We were burdened beyond measure, above strength, so that we despaired even of life. Yes, we had the sentence of death in ourselves, that we should not trust in ourselves but in God who raises the dead. (2 Corinthians 1:8,9)
It is a part of the nature of things that we never learn in a vital way by
information. We really only come into the good of things by being "pressed out
of measure." So the Lord has to take much time to make spiritual history. When
at length our eyes are open, we cry, "Oh, why did I not see it before!" But
everything else had to prove insufficient before we could really be shown, and
that takes time. Thus it was that we were turned in that dark hour to Romans
chapter six, and, almost as though He spoke in audible language, the Lord said:
"When I died, you died. When I went to the Cross I not only took your sins, but
I took you. When I took you, I
not only took you as the sinner that you might regard yourself to be, but I took
you as being all that you are by nature; your good (?) as your bad; your
abilities as well as your disabilities; yes, every resource of yours. I took you
as a 'worker,' a 'preacher,' an organizer! My Cross means that not
even for Me can you be or do anything out from yourself, but if there is to
be anything at all it must be out from Me, and that means a life of absolute
dependence and faith."
At this point, therefore, we awoke to the fundamental principle of our Lord's
own life while here, and it became the law of everything for us from that time.
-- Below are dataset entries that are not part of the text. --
//! Bounded iterative retry loop.
//!
//! The third orchestration pattern: invoke an attempt against a candidate
//! input; on failure ask for the next candidate and go again, up to a
//! fixed bound. Running out of attempts is a legitimate terminal outcome
//! (`Exhausted`), distinct from an error: "no valid solution within the
//! search bound" is an answer, not a fault.

use async_trait::async_trait;
use serde::{Deserialize, Serialize};
use tracing::debug;

use super::stage::CancelFlag;

/// Bounds for the retry loop.
#[derive(Debug, Clone, Copy, PartialEq, Serialize, Deserialize)]
pub struct RetryPolicy {
    /// Hard cap on attempt invocations
    pub max_attempts: u32,
    /// Pause between attempts; zero for pure candidate search
    pub retry_delay_ms: u64,
}

impl Default for RetryPolicy {
    fn default() -> Self {
        Self {
            max_attempts: 3,
            retry_delay_ms: 0,
        }
    }
}

/// The problem definition for one retry loop.
#[async_trait]
pub trait RetrySpec: Send + Sync {
    /// The mutable attempt state (e.g. a proposed time slot).
    type Candidate: Send + Sync + Clone;
    /// What a successful attempt yields.
    type Solution: Send;
    /// What a failed attempt records (diagnostics for the caller).
    type Rejection: Send;

    /// Try one candidate. `attempt_number` starts at 1.
    async fn attempt(
        &self,
        attempt_number: u32,
        candidate: &Self::Candidate,
    ) -> Result<Self::Solution, Self::Rejection>;

    /// Produce the replacement input after a failed attempt, or `None`
    /// when the candidate space is out (ends the loop early, still
    /// Exhausted).
    fn next_candidate(&self, failed: &Self::Candidate) -> Option<Self::Candidate>;
}

/// Terminal outcome of a retry loop.
///
/// Every variant carries the rejections accumulated along the way so the
/// caller can report which candidates were tried and why each failed.
#[derive(Debug)]
pub enum RetryOutcome<S, R> {
    /// An attempt succeeded.
    Solved {
        solution: S,
        /// Rejections from the failed attempts that preceded success
        rejections: Vec<R>,
        attempts_used: u32,
    },
    /// Every attempt within the bound failed.
    Exhausted { rejections: Vec<R> },
    /// Cooperative cancellation observed at an iteration boundary.
    Cancelled { rejections: Vec<R> },
}

impl<S, R> RetryOutcome<S, R> {
    pub fn is_solved(&self) -> bool {
        matches!(self, RetryOutcome::Solved { .. })
    }

    pub fn rejections(&self) -> &[R] {
        match self {
            RetryOutcome::Solved { rejections, .. }
            | RetryOutcome::Exhausted { rejections }
            | RetryOutcome::Cancelled { rejections } => rejections,
        }
    }
}

/// Drive a [`RetrySpec`] to a terminal outcome.
///
/// Invokes `attempt` at most `policy.max_attempts` times. The cancel flag
/// is checked before every attempt; cancellation short-circuits the
/// remaining attempts and reports `Cancelled`, never `Exhausted`.
pub async fn run_retry_loop<Spec: RetrySpec>(
    spec: &Spec,
    initial: Spec::Candidate,
    policy: &RetryPolicy,
    cancel: &CancelFlag,
) -> RetryOutcome<Spec::Solution, Spec::Rejection> {
    let mut candidate = initial;
    let mut rejections = Vec::new();

    for attempt_number in 1..=policy.max_attempts {
        if cancel.is_cancelled() {
            debug!(attempt_number, "retry loop cancelled");
            return RetryOutcome::Cancelled { rejections };
        }

        match spec.attempt(attempt_number, &candidate).await {
            Ok(solution) => {
                debug!(attempt_number, "retry loop solved");
                return RetryOutcome::Solved {
                    solution,
                    rejections,
                    attempts_used: attempt_number,
                };
            }
            Err(rejection) => {
                debug!(attempt_number, "attempt rejected");
                rejections.push(rejection);
            }
        }

        if attempt_number < policy.max_attempts {
            match spec.next_candidate(&candidate) {
                Some(next) => candidate = next,
                // Candidate space ran dry before the bound did.
                None => break,
            }
            if policy.retry_delay_ms > 0 {
                tokio::time::sleep(std::time::Duration::from_millis(policy.retry_delay_ms)).await;
            }
        }
    }

    RetryOutcome::Exhausted { rejections }
}

#[cfg(test)]
mod tests {
    use super::*;
    use std::sync::atomic::{AtomicU32, Ordering};

    /// Succeeds once the candidate value reaches `solves_at`.
    struct CountingSpec {
        solves_at: i64,
        invocations: AtomicU32,
    }

    impl CountingSpec {
        fn new(solves_at: i64) -> Self {
            Self {
                solves_at,
                invocations: AtomicU32::new(0),
            }
        }
    }

    #[async_trait]
    impl RetrySpec for CountingSpec {
        type Candidate = i64;
        type Solution = i64;
        type Rejection = String;

        async fn attempt(&self, _attempt_number: u32, candidate: &i64) -> Result<i64, String> {
            self.invocations.fetch_add(1, Ordering::SeqCst);
            if *candidate >= self.solves_at {
                Ok(*candidate)
            } else {
                Err(format!("{} too low", candidate))
            }
        }

        fn next_candidate(&self, failed: &i64) -> Option<i64> {
            Some(failed + 1)
        }
    }

    #[tokio::test]
    async fn test_solves_on_first_attempt() {
        let spec = CountingSpec::new(0);
        let outcome = run_retry_loop(&spec, 5, &RetryPolicy::default(), &CancelFlag::new()).await;

        match outcome {
            RetryOutcome::Solved {
                solution,
                rejections,
                attempts_used,
            } => {
                assert_eq!(solution, 5);
                assert!(rejections.is_empty());
                assert_eq!(attempts_used, 1);
            }
            other => panic!("expected Solved, got {:?}", other),
        }
    }

    #[tokio::test]
    async fn test_solves_after_candidate_replacement() {
        let spec = CountingSpec::new(2);
        let outcome = run_retry_loop(&spec, 0, &RetryPolicy::default(), &CancelFlag::new()).await;

        match outcome {
            RetryOutcome::Solved {
                solution,
                rejections,
                attempts_used,
            } => {
                assert_eq!(solution, 2);
                assert_eq!(rejections.len(), 2);
                assert_eq!(attempts_used, 3);
            }
            other => panic!("expected Solved, got {:?}", other),
        }
    }

    #[tokio::test]
    async fn test_exhaustion_after_exactly_max_attempts() {
        let spec = CountingSpec::new(100);
        let policy = RetryPolicy {
            max_attempts: 3,
            retry_delay_ms: 0,
        };
        let outcome = run_retry_loop(&spec, 0, &policy, &CancelFlag::new()).await;

        assert!(matches!(&outcome, RetryOutcome::Exhausted { rejections } if rejections.len() == 3));
        assert_eq!(spec.invocations.load(Ordering::SeqCst), 3);
    }

    #[tokio::test]
    async fn test_never_exceeds_the_bound() {
        for max in 1..=5u32 {
            let spec = CountingSpec::new(100);
            let policy = RetryPolicy {
                max_attempts: max,
                retry_delay_ms: 0,
            };
            run_retry_loop(&spec, 0, &policy, &CancelFlag::new()).await;
            assert_eq!(spec.invocations.load(Ordering::SeqCst), max);
        }
    }

    #[tokio::test]
    async fn test_empty_candidate_space_ends_exhausted_early() {
        struct DrySpec;

        #[async_trait]
        impl RetrySpec for DrySpec {
            type Candidate = i64;
            type Solution = i64;
            type Rejection = String;

            async fn attempt(&self, _n: u32, _c: &i64) -> Result<i64, String> {
                Err("never".to_string())
            }

            fn next_candidate(&self, _failed: &i64) -> Option<i64> {
                None
            }
        }

        let policy = RetryPolicy {
            max_attempts: 5,
            retry_delay_ms: 0,
        };
        let outcome = run_retry_loop(&DrySpec, 0, &policy, &CancelFlag::new()).await;
        assert!(matches!(&outcome, RetryOutcome::Exhausted { rejections } if rejections.len() == 1));
    }

    #[tokio::test]
    async fn test_cancellation_returns_cancelled_not_exhausted() {
        let spec = CountingSpec::new(100);
        let cancel = CancelFlag::new();
        cancel.cancel();

        let outcome = run_retry_loop(&spec, 0, &RetryPolicy::default(), &cancel).await;
        assert!(matches!(outcome, RetryOutcome::Cancelled { .. }));
        assert_eq!(spec.invocations.load(Ordering::SeqCst), 0);
    }
}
That principle was: "nothing of (out from) Himself", but "all things of (out
from) God." "The Son can do nothing of (out from) Himself, but what He seeth
the Father doing: for what things soever He doeth, then the Son also doeth in
like manner" (John 5:19). Such
a revelation, if it is to be a staggering and breaking thing, so that there is
no strength left in us, requires a background of much vain effort. But then, it
carries with it a great implication. While an end is written large in the Cross,
and while that end is to be accepted as our end
indeed, so that there can be
no more of anything so
far as we are
concerned, Jesus lives! And that means boundless possibilities.